BRISBANE, Australia -- Marla Runyan has difficulty reading all the inspiring responses she has received since becoming the first Paralympics athlete to make the U.S. Olympic team.
"I like the aspect of being an inspiration," Runyan, who is legally blind, said Thursday. "I've been totally shocked by the reaction I've received, not only in the United States but from around the world.
"A boy in Turkey wrote, there was an e-mail from Israel, there have been phone calls from Argentina, Johannesburg, South Africa, and Brazil. "This is the most positive thing I've gotten out of this for just running a race."
The 31-year-old Runyan has been legally blind she was 9. She has been participating in sports since that time and been in track and field for 14 years.
She became one of the great success stories of the year in any sport when she made the U.S. team in the 1,500 meters, finishing third at the Olympic trials at Sacramento, Calif., in July.
The cards, letters, phone calls and e-mails have been overwhelming and heartwarming since that impressive performance.
There was an e-mail from a woman who has Stargardt's disease, the same affliction as Runyan. The woman said she had taken about an hour to read about Runyan's story, and was so moved she felt she had to write.
Another e-mail came from a girl in Chicago, also with Stargardt's, who is going for her second postgraduate degree. Runyan plans to meet with her after the track season.
Numerous letters have been received from people requesting that Runyan become their coach.
Still another came from a woman in Tennessee, whose 13-year-old son has Stargardt's but wanted to be a skateboarder and asked his mother for a ramp so he could practice.
"She said no," Runyan said. "Not with your vision. Then, she saw my story, and she told her son, 'Go get the ramp.' "
While Runyan tries to read all her e-mail, she struggles.
"I have a voice output system on my computer and enlarged letters on the screen," she said. "I try to scroll. Sometimes, I have only three letters on the screen. Finally, after a while, I give up."
Runyan has continually shown that being blind is not a total handicap.
She competed in gymnastics and soccer until she couldn't see the ball any longer. She then switched to track and field, and excelled as a high jumper at Camarillo (Calif.) High School, and as a heptathlete -- the demanding seven-event discipline -- at San Diego State.
In the heptathlon, she was twice ranked in the top 10 in the United States and placed 10th at the 1996 Olympic trials. At the trials, she set a heptathlon record for 800 meters of 2 minutes, 4.70 seconds, convincing her to drop the multi-event competition and become a middle-distance runner.
Knee and foot surgery kept her out of competition for the next two years, but she came back in 1999 and won the Pan American Games 1,500 and finished 10th at the World Championships.

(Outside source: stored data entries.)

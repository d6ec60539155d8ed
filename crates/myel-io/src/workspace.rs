//! The host command surface: one loaded image, its session file and the
//! autosave clock.

use std::fs;
use std::path::{Path, PathBuf};
use std::time::{Duration, Instant};

use myel_core::{Editor, EditorConfig, Quality, SessionError, SessionFile};
use myel_export::{ExportSelection, export_artifacts, overlay_file_name, report_file_name};

use crate::IoError;

/// How often [`Workspace::autosave_tick`] writes a backup.
pub const AUTOSAVE_INTERVAL: Duration = Duration::from_secs(5 * 60);

/// Stem used for artifacts when the image has no file name.
const UNTITLED: &str = "untitled";

/// Outcome of a successful [`Workspace::open`].
#[derive(Debug, Clone, PartialEq, Eq)]
pub enum OpenStatus {
    /// The session's image was found and loaded.
    Loaded {
        /// Path of the loaded image.
        image: PathBuf,
    },
    /// The session's image was not found; the session was applied to the
    /// image already open.
    Applied,
}

/// Where an export wrote its artifacts.
#[derive(Debug, Clone, PartialEq, Eq)]
pub struct ExportPaths {
    /// The measurement report.
    pub report: PathBuf,
    /// The overlay PNG.
    pub overlay: PathBuf,
}

/// Default session file name for an image stem.
#[must_use]
pub fn session_file_name(stem: &str) -> String {
    format!("{stem}-data.json")
}

/// Autosave file name for an image stem.
#[must_use]
pub fn backup_file_name(stem: &str) -> String {
    format!("{stem}-data-backup.json")
}

fn write(path: &Path, contents: impl AsRef<[u8]>) -> Result<(), IoError> {
    fs::write(path, contents).map_err(|source| IoError::Io {
        path: path.to_path_buf(),
        source,
    })
}

fn read(path: &Path) -> Result<Vec<u8>, IoError> {
    fs::read(path).map_err(|source| IoError::Io {
        path: path.to_path_buf(),
        source,
    })
}

/// One open image and everything needed to persist it.
#[derive(Debug)]
pub struct Workspace {
    editor: Option<Editor>,
    config: EditorConfig,
    save_path: Option<PathBuf>,
    backup_dir: PathBuf,
    last_autosave: Option<Instant>,
}

impl Workspace {
    /// An empty workspace that autosaves into `backup_dir`.
    #[must_use]
    pub fn new(backup_dir: impl Into<PathBuf>) -> Self {
        Self::with_config(backup_dir, EditorConfig::default())
    }

    /// An empty workspace whose images load with `config`.
    #[must_use]
    pub fn with_config(backup_dir: impl Into<PathBuf>, config: EditorConfig) -> Self {
        Self {
            editor: None,
            config,
            save_path: None,
            backup_dir: backup_dir.into(),
            last_autosave: None,
        }
    }

    /// The open editor, if an image is loaded.
    #[must_use]
    pub const fn editor(&self) -> Option<&Editor> {
        self.editor.as_ref()
    }

    /// Mutable access to the open editor.
    pub const fn editor_mut(&mut self) -> Option<&mut Editor> {
        self.editor.as_mut()
    }

    /// Where [`Workspace::save_current`] writes.
    #[must_use]
    pub fn save_path(&self) -> Option<&Path> {
        self.save_path.as_deref()
    }

    /// File stem of the open image.
    #[must_use]
    pub fn stem(&self) -> Option<String> {
        let name = self.editor.as_ref()?.filename()?;
        Path::new(name)
            .file_stem()
            .map(|s| s.to_string_lossy().into_owned())
    }

    fn stem_or_untitled(&self) -> String {
        self.stem().unwrap_or_else(|| UNTITLED.to_owned())
    }

    fn require_editor(&self) -> Result<&Editor, IoError> {
        self.editor.as_ref().ok_or(IoError::NoImage)
    }

    /// Load an image, replacing whatever was open.
    ///
    /// Parameters carry over from the previous image; annotations and the
    /// save path do not.
    ///
    /// # Errors
    ///
    /// Returns [`IoError::Io`] if the file cannot be read and
    /// [`IoError::Core`] if it cannot be decoded.
    pub fn new_image(&mut self, path: &Path, quality: Quality) -> Result<(), IoError> {
        let editor = self.load(path, quality)?;
        self.editor = Some(editor);
        self.save_path = None;
        log::info!("opened image {}", path.display());
        Ok(())
    }

    fn load(&self, path: &Path, quality: Quality) -> Result<Editor, IoError> {
        let bytes = read(path)?;
        let config = EditorConfig {
            quality,
            ..self
                .editor
                .as_ref()
                .map_or_else(|| self.config.clone(), |e| e.config().clone())
        };
        Ok(Editor::from_bytes(
            &bytes,
            Some(path.to_string_lossy().into_owned()),
            config,
        )?)
    }

    /// Open a session file.
    ///
    /// If the session names an image that exists (as written, or relative
    /// to the session file) it is loaded at the session's quality;
    /// otherwise the session is applied to the image already open.
    ///
    /// # Errors
    ///
    /// [`IoError::OpenFailed`] for unreadable or malformed files,
    /// [`IoError::IncompatibleVersion`] for a missing or unknown version
    /// and [`IoError::NoImage`] when there is no image to apply it to.
    /// The workspace is unchanged on error.
    pub fn open(&mut self, path: &Path) -> Result<OpenStatus, IoError> {
        let text = fs::read_to_string(path).map_err(|e| IoError::OpenFailed(e.to_string()))?;
        let session = SessionFile::parse(&text).map_err(|e| match e {
            SessionError::IncompatibleVersion(v) => IoError::IncompatibleVersion(v),
            other => IoError::OpenFailed(other.to_string()),
        })?;

        let image = session
            .filename
            .as_deref()
            .zip(session.quality())
            .and_then(|(name, quality)| {
                resolve_image(name, path).map(|found| (found, quality))
            });

        let status = if let Some((image, quality)) = image {
            let mut editor = self.load(&image, quality)?;
            editor.apply_session(&session)?;
            self.editor = Some(editor);
            OpenStatus::Loaded { image }
        } else {
            let editor = self.editor.as_mut().ok_or(IoError::NoImage)?;
            editor.apply_session(&session)?;
            OpenStatus::Applied
        };

        self.save_path = Some(path.to_path_buf());
        log::info!("opened session {} ({status:?})", path.display());
        Ok(status)
    }

    /// Write the session to `path` and remember it for
    /// [`Workspace::save_current`].
    ///
    /// # Errors
    ///
    /// [`IoError::NoImage`] if nothing is open, [`IoError::Io`] if the
    /// file cannot be written.
    pub fn save(&mut self, path: &Path) -> Result<(), IoError> {
        self.write_session(path)?;
        self.save_path = Some(path.to_path_buf());
        log::info!("saved session {}", path.display());
        Ok(())
    }

    /// Overwrite the remembered session file.
    ///
    /// # Errors
    ///
    /// [`IoError::NoSavePath`] if there is no remembered file, or it no
    /// longer exists; otherwise as [`Workspace::save`].
    pub fn save_current(&mut self) -> Result<PathBuf, IoError> {
        let path = self
            .save_path
            .clone()
            .filter(|p| p.exists())
            .ok_or(IoError::NoSavePath)?;
        self.save(&path)?;
        Ok(path)
    }

    fn write_session(&self, path: &Path) -> Result<(), IoError> {
        let text = self.require_editor()?.to_session().to_json()?;
        write(path, text)
    }

    /// Write the report and overlay into `dir`.
    ///
    /// # Errors
    ///
    /// [`IoError::NoImage`] if nothing is open, [`IoError::Export`] if the
    /// overlay cannot be produced and [`IoError::Io`] if a file cannot be
    /// written.
    pub fn export(&self, dir: &Path, selection: &ExportSelection) -> Result<ExportPaths, IoError> {
        let artifacts = export_artifacts(self.require_editor()?, selection)?;
        let stem = self.stem_or_untitled();
        let paths = ExportPaths {
            report: dir.join(report_file_name(&stem)),
            overlay: dir.join(overlay_file_name(&stem)),
        };
        write(&paths.overlay, &artifacts.overlay_png)?;
        write(&paths.report, &artifacts.report)?;
        log::info!("exported to {}", dir.display());
        Ok(paths)
    }

    /// Advance the autosave clock.
    ///
    /// The first tick starts the clock. Once [`AUTOSAVE_INTERVAL`] has
    /// elapsed a backup is written to `<backup_dir>/<stem>-data-backup.json`
    /// and its path returned. Failures are logged and swallowed.
    pub fn autosave_tick(&mut self, now: Instant) -> Option<PathBuf> {
        let Some(last) = self.last_autosave else {
            self.last_autosave = Some(now);
            return None;
        };
        if now.saturating_duration_since(last) < AUTOSAVE_INTERVAL {
            return None;
        }
        self.last_autosave = Some(now);
        self.autosave()
    }

    fn autosave(&self) -> Option<PathBuf> {
        let stem = self.stem()?;
        let path = self.backup_dir.join(backup_file_name(&stem));
        let result = fs::create_dir_all(&self.backup_dir)
            .map_err(|source| IoError::Io {
                path: self.backup_dir.clone(),
                source,
            })
            .and_then(|()| self.write_session(&path));
        match result {
            Ok(()) => {
                log::info!("autosaved {}", path.display());
                Some(path)
            }
            Err(e) => {
                log::warn!("failed to autosave to {}: {e}", path.display());
                None
            }
        }
    }
}

/// Find the image a session names: the stored path, or its file name
/// next to the session file.
fn resolve_image(name: &str, session: &Path) -> Option<PathBuf> {
    let stored = PathBuf::from(name);
    if stored.is_file() {
        return Some(stored);
    }
    let sibling = session.parent()?.join(stored.file_name()?);
    sibling.is_file().then_some(sibling)
}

In June, five weeks before the trials, Runyan damaged tendons in her left leg when she jumped in the way of a child on a bicycle during a training run. Knowing she had overcome bigger challenges, Runyan knew this wasn't going to deter her from competing at the trials.
Sports was Runyan's early release from studies.
"I struggled in the classroom," she said. "Everything was very laborious. When I went outside and played sports, I felt as if I could do as well as everyone else."
Despite her visual impairment -- her vision has deteriorated to 20/400 -- Runyan is able to navigate with most runners.
"I can run around or pass people," she said. "There's no threat of bumping into someone I didn't see. The biggest challenge is to keep track of someone who is about three seconds ahead."
Runyan doesn't expect any sympathy at the games, where she figures the racing will be "fast and tactical -- a combination of both."
"I don't expect any mercy, no mercy whatsoever," she said. "They're not going to say, 'Go ahead, Marla.' That's not going to happen."